2019 Melbourne Cup
- Location: Flemington Racecourse Melbourne, Australia
- Date: 5 November 2019
- Distance: 3,200 metres
- Winning horse: Vow And Declare
- Starting price: $11
- Jockey: Craig Williams
- Trainer: Danny O’Brien
- Surface: Grass
- Attendance: 81,408

= 2019 Melbourne Cup =

Australian horse race

Master of Reality with Vow and Declare on the inside then Prince of Arran, Raymound Tusk, Finche. It's Master of Reality, Vow and Declare up on the inside, Vow and Declare, Prince of Arran is lifting late with Il Paradiso, Master of Reality just in front, Vow and Declare kicks, Vow and Declare's won it, for Australia, they're on top of the world!
— Commentator Matt Hill describes the climax of the race

The 2019 Melbourne Cup (known commercially as 2019 Lexus Melbourne Cup) was the 159th running of the Melbourne Cup, a prestigious Australian Thoroughbred horse race. The race, run over 3200 m, was held on 5 November 2019 at Melbourne's Flemington Racecourse.

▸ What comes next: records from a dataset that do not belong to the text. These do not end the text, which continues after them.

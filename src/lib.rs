pub mod api;
pub mod config;
pub mod core;
pub mod error;
pub mod log;
pub mod orchestration;
pub mod report;
pub mod state;
pub mod util;

pub use api::TaskApi;
pub use config::Config;
pub use core::{Step, StepStatus, Task, TaskCategory, TaskId, TaskStatus};
pub use error::{Error, Result};
pub use orchestration::{Orchestrator, OrchestratorBuilder, OrchestratorStats};
pub use report::{Report, ReportGenerator};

The race was overshadowed by recent news of the ill-treatment of horses in the Australian racing industry, and by the pulling out of notable celebrities including pop-star Taylor Swift, model Megan Gale, and X-Men actress Lana Condor.

The final field for the race was declared on 2 November. The total prize money for the race was A$8 million, an increase of the previous year.

The race was won by Vow And Declare, ridden by Craig Williams and trained by Danny O'Brien.

==Field==

| Number | Horse | Trainer | Jockey | Weight (kg) | Barrier | Placing |
|---|---|---|---|---|---|---|
| 1 | Cross Counter | Charlie Appleby (United Arab Emirates) | William Buick | 57.5 | 5 | 8th |
| 2 | Mer De Glace | Hisashi Shimizu (Japan) | Damian Lane | 56 | 2 | 6th |
| 3 | Master of Reality | Joseph O’Brien (Ireland) | Frankie Dettori | 55.5 | 1 | 4th |
| 4 | Mirage Dancer | Trent Busuttin & Natalie Young | Ben Melham | 55.5 | 13 | 14th |
| 5 | Southern France | Ciaron Maher-David Eustace | Mark Zahra | 55.5 | 14 | 19th |
| 6 | Hunting Horn | Aidan O'Brien (Ireland) | Seamie Heffernan | 55 | 11 | 15th |
| 7 | Latrobe | Joseph O’Brien (Ireland) | James McDonald | 55 | 22 | 18th |
| 8 | Mustajeer | Kris Lees | Damien Oliver | 55 | 6 | 23rd |
| 9 | Rostropovich | David & Ben Hayes and Tom Dabernig | Dwayne Dunn | 55 | 12 | 24th |
| 10 | Twilight Payment | Joseph O’Brien (Ireland) | Hugh Bowman | 55 | 19 | 11th |
| 11 | Finche | Chris Waller | Kerrin McEvoy | 54 | 4 | 7th |
| 12 | Prince Of Arran | Charlie Fellowes (Great Britain) | Michael Walker | 54 | 8 | 2nd |
| 13 | Raymond Tusk | Richard Hannon Jr (Great Britain) | Jamie Spencer | 54 | 3 | 16th |
| 14 | Downdraft | Joseph O’Brien (Ireland) | John Allen | 53.5 | 15 | 22nd |
| 15 | Magic Wand | Aidan O'Brien (Ireland) | Ryan Moore | 53.5 | 24 | 10th |
| 16 | Neufbosc | David & Ben Hayes and Tom Dabernig | Luke Nolen | 53.5 | 23 | 21st |
| 17 | Sound | Michael Moroney | James Winks | 53.5 | 10 | 12th |
| 18 | Surprise Baby | Paul Preusker | Jordan Childs | 53.5 | 20 | 5th |
| 19 | Constantinople | David & Ben Hayes and Tom Dabernig | João Moreira | 52.5 | 7 | 13th |
| 20 | II Paradiso | Aidan O'Brien (Ireland) | Wayne Lordan | 52.5 | 17 | 3rd |
| 21 | Steel Prince | Anthony Freedman | Brett Prebble | 52.5 | 16 | 9th |
| 22 | The Chosen One | Murray Baker (New Zealand) | Tim Clark | 52 | 18 | 17th |
| 23 | Vow And Declare | Danny O’Brien | Craig Williams | 52 | 21 | 1st |
| 24 | Youngstar | Chris Waller | Tommy Berry | 52 | 9 | 20th |

==Broadcast==

In 2018, Network 10 bought the rights to air the Melbourne Cup from 2019 to 2023 for $100 million, outbidding former broadcaster Seven Network.